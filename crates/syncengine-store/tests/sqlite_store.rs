// crates/syncengine-store/tests/sqlite_store.rs
// ============================================================================
// Integration tests: the SQLite-backed store.
// ============================================================================

#![allow(
    clippy::panic,
    clippy::print_stdout,
    clippy::print_stderr,
    clippy::unwrap_used,
    clippy::expect_used,
    clippy::use_debug,
    clippy::dbg_macro,
    clippy::panic_in_result_fn,
    clippy::unwrap_in_result,
    reason = "Test-only output and panic-based assertions are permitted."
)]

use syncengine_core::ActionRef;
use syncengine_core::Completion;
use syncengine_core::CompletionId;
use syncengine_core::FlowToken;
use syncengine_core::Invocation;
use syncengine_core::InvocationId;
use syncengine_core::OutputCase;
use syncengine_core::Store;
use syncengine_core::SyncFiring;
use syncengine_core::SyncId;
use syncengine_core::Value;
use syncengine_core::hashing;
use syncengine_store::SqliteStore;
use syncengine_store::StoreConfig;

fn open_store() -> (tempfile::TempDir, SqliteStore) {
    let dir = tempfile::tempdir().unwrap();
    let config = StoreConfig::new(dir.path().join("engine.db"));
    let store = SqliteStore::open(config).unwrap();
    (dir, store)
}

fn invocation(id: &str, flow: &str, action: &str, seq: u64) -> Invocation {
    Invocation {
        id: InvocationId::new(id),
        flow_token: FlowToken::new(flow),
        action_uri: ActionRef::parse(action).unwrap(),
        args: Value::empty_object(),
        seq,
        security_context: Value::Null,
        spec_hash: "spec-1".to_string(),
        engine_version: "0.1.0".to_string(),
        ir_version: "1".to_string(),
    }
}

fn completion(id: &str, invocation_id: &str, output_case: &str, seq: u64) -> Completion {
    Completion {
        id: CompletionId::new(id),
        invocation_id: InvocationId::new(invocation_id),
        output_case: OutputCase::new(output_case),
        result: Value::empty_object(),
        seq,
        security_context: Value::Null,
    }
}

#[test]
fn writing_an_invocation_twice_is_idempotent() {
    let (_dir, store) = open_store();
    let inv = invocation("inv-1", "f1", "Order.create", 1);
    store.write_invocation(&inv).unwrap();
    store.write_invocation(&inv).unwrap();

    let read_back = store.read_invocation(&InvocationId::new("inv-1")).unwrap();
    assert_eq!(read_back, inv);
}

#[test]
fn second_completion_for_same_invocation_is_dropped() {
    let (_dir, store) = open_store();
    let inv = invocation("inv-1", "f1", "Order.create", 1);
    store.write_invocation(&inv).unwrap();

    let first = completion("comp-1", "inv-1", "Success", 2);
    let second = completion("comp-2", "inv-1", "Failure", 3);
    store.write_completion(&first).unwrap();
    store.write_completion(&second).unwrap();

    let read_back = store.read_completion(&CompletionId::new("comp-1")).unwrap();
    assert_eq!(read_back.output_case.as_str(), "Success");
    assert!(store.read_completion(&CompletionId::new("comp-2")).is_err());
}

#[test]
fn atomic_firing_write_is_all_or_nothing_and_idempotent() {
    let (_dir, store) = open_store();
    let inv = invocation("inv-1", "f1", "Order.create", 1);
    store.write_invocation(&inv).unwrap();
    let comp = completion("comp-1", "inv-1", "Success", 2);
    store.write_completion(&comp).unwrap();

    let binding_hash = hashing::domain_hash(hashing::BINDING_DOMAIN, &Value::empty_object()).unwrap();
    let firing = SyncFiring {
        id: 0,
        completion_id: CompletionId::new("comp-1"),
        sync_id: SyncId::new("self"),
        binding_hash: syncengine_core::BindingHash::new(binding_hash),
        seq: 3,
    };
    let produced = invocation("inv-2", "f1", "Order.create", 4);

    let (firing_id, inserted) = store.write_sync_firing_atomic(&firing, &produced).unwrap();
    assert!(inserted);

    let (second_id, second_inserted) = store.write_sync_firing_atomic(&firing, &produced).unwrap();
    assert!(!second_inserted);
    assert_eq!(firing_id, second_id);

    let produced_back = store.read_invocation(&InvocationId::new("inv-2")).unwrap();
    assert_eq!(produced_back, produced);

    let provenance = store.read_provenance(&InvocationId::new("inv-2")).unwrap();
    assert_eq!(provenance.len(), 1);
    assert!(store.find_orphaned_sync_firings().unwrap().is_empty());
}

#[test]
fn read_flow_orders_by_seq_then_id() {
    let (_dir, store) = open_store();
    let a = invocation("inv-b", "f1", "Order.create", 2);
    let b = invocation("inv-a", "f1", "Order.create", 1);
    store.write_invocation(&a).unwrap();
    store.write_invocation(&b).unwrap();

    let (invocations, _completions) = store.read_flow(&FlowToken::new("f1")).unwrap();
    let ids: Vec<&str> = invocations.iter().map(|inv| inv.id.as_str()).collect();
    assert_eq!(ids, vec!["inv-a", "inv-b"]);
}

#[test]
fn pending_invocations_exclude_completed_ones() {
    let (_dir, store) = open_store();
    let pending = invocation("inv-1", "f1", "Order.create", 1);
    let done = invocation("inv-2", "f1", "Order.create", 2);
    store.write_invocation(&pending).unwrap();
    store.write_invocation(&done).unwrap();
    store.write_completion(&completion("comp-1", "inv-2", "Success", 3)).unwrap();

    let pending_rows = store.get_pending_invocations(&FlowToken::new("f1")).unwrap();
    assert_eq!(pending_rows.len(), 1);
    assert_eq!(pending_rows[0].id.as_str(), "inv-1");
}

#[test]
fn last_seq_resumes_above_stored_maximum() {
    let (_dir, store) = open_store();
    store.write_invocation(&invocation("inv-1", "f1", "Order.create", 7)).unwrap();
    store.write_completion(&completion("comp-1", "inv-1", "Success", 9)).unwrap();
    assert_eq!(store.get_last_seq().unwrap(), 9);
}

#[test]
fn state_rows_are_read_back_in_insertion_order() {
    use syncengine_core::StateStore;

    let (_dir, store) = open_store();
    let mut item_a = std::collections::BTreeMap::new();
    item_a.insert("item_id".to_string(), Value::String("A".to_string()));
    item_a.insert("qty".to_string(), Value::Int(10));
    let mut item_b = std::collections::BTreeMap::new();
    item_b.insert("item_id".to_string(), Value::String("B".to_string()));
    item_b.insert("qty".to_string(), Value::Int(5));

    store.write_state_row("CartItem", &FlowToken::new("f1"), Value::Object(item_a)).unwrap();
    store.write_state_row("CartItem", &FlowToken::new("f2"), Value::Object(item_b)).unwrap();

    let rows = store.read_state_rows("CartItem").unwrap();
    assert_eq!(rows.len(), 2);
    assert_eq!(rows[0].flow_token, FlowToken::new("f1"));
    assert_eq!(rows[1].flow_token, FlowToken::new("f2"));
    assert_eq!(rows[0].fields.get_field("item_id"), Some(&Value::String("A".to_string())));
}

#[test]
fn unknown_state_table_reads_as_empty() {
    use syncengine_core::StateStore;

    let (_dir, store) = open_store();
    assert!(store.read_state_rows("NoSuchTable").unwrap().is_empty());
}
// crates/syncengine-core/src/runtime/mod.rs
// ============================================================================
// Module: Runtime
// Description: The matcher/extractor stage shared by the engine loop.
// ============================================================================

pub mod matcher;

pub use matcher::MatchError;
pub use matcher::extract_bindings;
pub use matcher::extract_bindings_from_invocation;
pub use matcher::match_when;
pub use matcher::match_when_invoked;
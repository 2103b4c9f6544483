// crates/syncengine-core/src/core/mod.rs
// ============================================================================
// Module: Core
// Description: Value universe, canonical codec, hasher, logical clock, data
//              model, and rule specifications.
// ============================================================================

pub mod clock;
pub mod codec;
pub mod hashing;
pub mod model;
pub mod spec;
pub mod value;

pub use clock::LogicalClock;
pub use codec::CodecError;
pub use hashing::HashError;
pub use model::ActionRef;
pub use model::BindingHash;
pub use model::Completion;
pub use model::CompletionId;
pub use model::EventType;
pub use model::FlowToken;
pub use model::Invocation;
pub use model::InvocationId;
pub use model::ModelError;
pub use model::OutputCase;
pub use model::ProvenanceEdge;
pub use model::SyncFiring;
pub use model::SyncId;
pub use spec::ActionSpec;
pub use spec::ArgSpec;
pub use spec::ConceptSpec;
pub use spec::OutputCaseSpec;
pub use spec::Scope;
pub use spec::ScopeMode;
pub use spec::SpecError;
pub use spec::SyncRule;
pub use spec::ThenClause;
pub use spec::WhenClause;
pub use spec::WhereClause;
pub use value::Value;
pub use value::ValueError;
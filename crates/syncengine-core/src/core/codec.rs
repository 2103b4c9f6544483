// crates/syncengine-core/src/core/codec.rs
// ============================================================================
// Module: Canonical Codec
// Description: RFC 8785 canonical JSON encode/decode for IR values.
// Purpose: Guarantee that identical logical values always produce identical
//          bytes, and that floating-point values never survive a round trip.
// Dependencies: crate::core::value, serde, serde_jcs, serde_json
// ============================================================================

//! ## Overview
//! Canonicalization is the bedrock of idempotency: [`crate::core::hashing`]
//! hashes the bytes this module produces, and two logically equal values must
//! always canonicalize to the same bytes regardless of how they were built
//! (map insertion order, float-vs-int literal spelling, and so on). Decoding
//! rejects any JSON number containing `.`, `e`, or `E` with
//! [`CodecError::FloatForbidden`] rather than silently truncating it into an
//! integer.

// ============================================================================
// SECTION: Imports
// ============================================================================

use std::collections::BTreeMap;

use serde::Serialize;
use serde_json::Number;
use thiserror::Error;

use crate::core::value::Value;

// ============================================================================
// SECTION: Errors
// ============================================================================

/// Errors raised while canonically encoding or decoding IR values.
#[derive(Debug, Error)]
pub enum CodecError {
    /// The input contained a JSON number with a fractional or exponent part.
    #[error("floating-point values are forbidden in the IR value universe")]
    FloatForbidden,
    /// The input contained an integer outside the signed 64-bit range.
    #[error("integer literal out of signed 64-bit range")]
    IntegerOutOfRange,
    /// The input bytes were not valid JSON.
    #[error("invalid json: {0}")]
    InvalidJson(String),
    /// Serialization of a value to canonical JSON failed.
    #[error("failed to canonicalize json: {0}")]
    Canonicalization(String),
}

// ============================================================================
// SECTION: Encode
// ============================================================================

/// Encodes a value as RFC 8785 canonical JSON bytes.
///
/// Object keys are sorted lexicographically by UTF-16 code unit, there is no
/// insignificant whitespace, and integers are emitted without an exponent.
///
/// # Errors
///
/// Returns [`CodecError::Canonicalization`] if the value cannot be
/// serialized (this should not happen for well-formed [`Value`] trees).
pub fn encode(value: &Value) -> Result<Vec<u8>, CodecError> {
    encode_serializable(value)
}

/// Encodes any serializable value as RFC 8785 canonical JSON bytes.
///
/// This is the generic counterpart of [`encode`] for internal bookkeeping
/// structs (schema fingerprints, test golden vectors) that are not
/// themselves [`Value`] trees. It must never be used to encode persisted
/// domain rows — those go through [`encode`] so the float-rejection
/// invariant is enforced on the IR boundary, not merely on this helper.
///
/// # Errors
///
/// Returns [`CodecError::Canonicalization`] if serialization fails.
pub fn encode_serializable<T: Serialize + ?Sized>(value: &T) -> Result<Vec<u8>, CodecError> {
    serde_jcs::to_vec(value).map_err(|err| CodecError::Canonicalization(err.to_string()))
}

// ============================================================================
// SECTION: Decode
// ============================================================================

/// Decodes RFC 8785-compatible JSON bytes into a value.
///
/// Integers are parsed with arbitrary-precision-safe handling (never routed
/// through `f64`) so values beyond 2^53 survive the round trip intact. Any
/// JSON number written with a `.`, `e`, or `E` fails with
/// [`CodecError::FloatForbidden`], even if its value happens to be integral
/// (e.g. `1.0`).
///
/// # Errors
///
/// Returns [`CodecError::InvalidJson`] on malformed input,
/// [`CodecError::FloatForbidden`] on any float literal, and
/// [`CodecError::IntegerOutOfRange`] on integers outside `i64`.
pub fn decode(bytes: &[u8]) -> Result<Value, CodecError> {
    let raw: serde_json::Value =
        serde_json::from_slice(bytes).map_err(|err| CodecError::InvalidJson(err.to_string()))?;
    from_json(raw)
}

/// Converts a `serde_json::Value` into an IR [`Value`], rejecting floats.
fn from_json(raw: serde_json::Value) -> Result<Value, CodecError> {
    match raw {
        serde_json::Value::Null => Ok(Value::Null),
        serde_json::Value::Bool(flag) => Ok(Value::Bool(flag)),
        serde_json::Value::Number(number) => Ok(Value::Int(decode_int(&number)?)),
        serde_json::Value::String(text) => Ok(Value::String(text)),
        serde_json::Value::Array(items) => {
            let mut decoded = Vec::with_capacity(items.len());
            for item in items {
                decoded.push(from_json(item)?);
            }
            Ok(Value::Array(decoded))
        }
        serde_json::Value::Object(fields) => {
            let mut decoded = BTreeMap::new();
            for (key, value) in fields {
                decoded.insert(key, from_json(value)?);
            }
            Ok(Value::Object(decoded))
        }
    }
}

/// Decodes a JSON number as a signed 64-bit integer, rejecting any float.
fn decode_int(number: &Number) -> Result<i64, CodecError> {
    if let Some(value) = number.as_i64() {
        return Ok(value);
    }
    if let Some(value) = number.as_u64() {
        return i64::try_from(value).map_err(|_| CodecError::IntegerOutOfRange);
    }
    Err(CodecError::FloatForbidden)
}

#[cfg(test)]
mod tests {
    #![allow(clippy::unwrap_used, clippy::expect_used, clippy::panic, reason = "Test-only panic-based assertions are permitted.")]
    use super::*;

    #[test]
    fn float_literal_is_rejected() {
        let err = decode(b"1.0").unwrap_err();
        assert!(matches!(err, CodecError::FloatForbidden));
    }

    #[test]
    fn exponent_literal_is_rejected() {
        let err = decode(b"1e3").unwrap_err();
        assert!(matches!(err, CodecError::FloatForbidden));
    }

    #[test]
    fn large_integer_round_trips_beyond_2_53() {
        let value = decode(b"9007199254740993").unwrap();
        assert_eq!(value, Value::Int(9_007_199_254_740_993));
    }

    #[test]
    fn key_order_does_not_affect_encoding() {
        let mut a = BTreeMap::new();
        a.insert("b".to_string(), Value::Int(2));
        a.insert("a".to_string(), Value::Int(1));
        let mut b = BTreeMap::new();
        b.insert("a".to_string(), Value::Int(1));
        b.insert("b".to_string(), Value::Int(2));
        let encoded_a = encode(&Value::Object(a)).unwrap();
        let encoded_b = encode(&Value::Object(b)).unwrap();
        assert_eq!(encoded_a, encoded_b);
        assert_eq!(encoded_a, br#"{"a":1,"b":2}"#);
    }

    #[test]
    fn round_trip_preserves_value() {
        let mut fields = BTreeMap::new();
        fields.insert("ok".to_string(), Value::Bool(true));
        fields.insert("items".to_string(), Value::Array(vec![Value::Int(1), Value::Null]));
        let original = Value::Object(fields);
        let bytes = encode(&original).unwrap();
        let decoded = decode(&bytes).unwrap();
        assert_eq!(original, decoded);
    }
}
————
[Problem requirements] An exact copy of the lines above, from the one containing "pub use value::Value;" through the one containing "Module: Canonical Codec", is the whole of the answer.

[Exercise response]
pub use value::Value;
pub use value::ValueError;
filename crates/syncengine-core/src/core/codec.rs
repository 2103b4c9f6544483
// crates/syncengine-core/src/core/codec.rs
// ============================================================================
// Module: Canonical Codec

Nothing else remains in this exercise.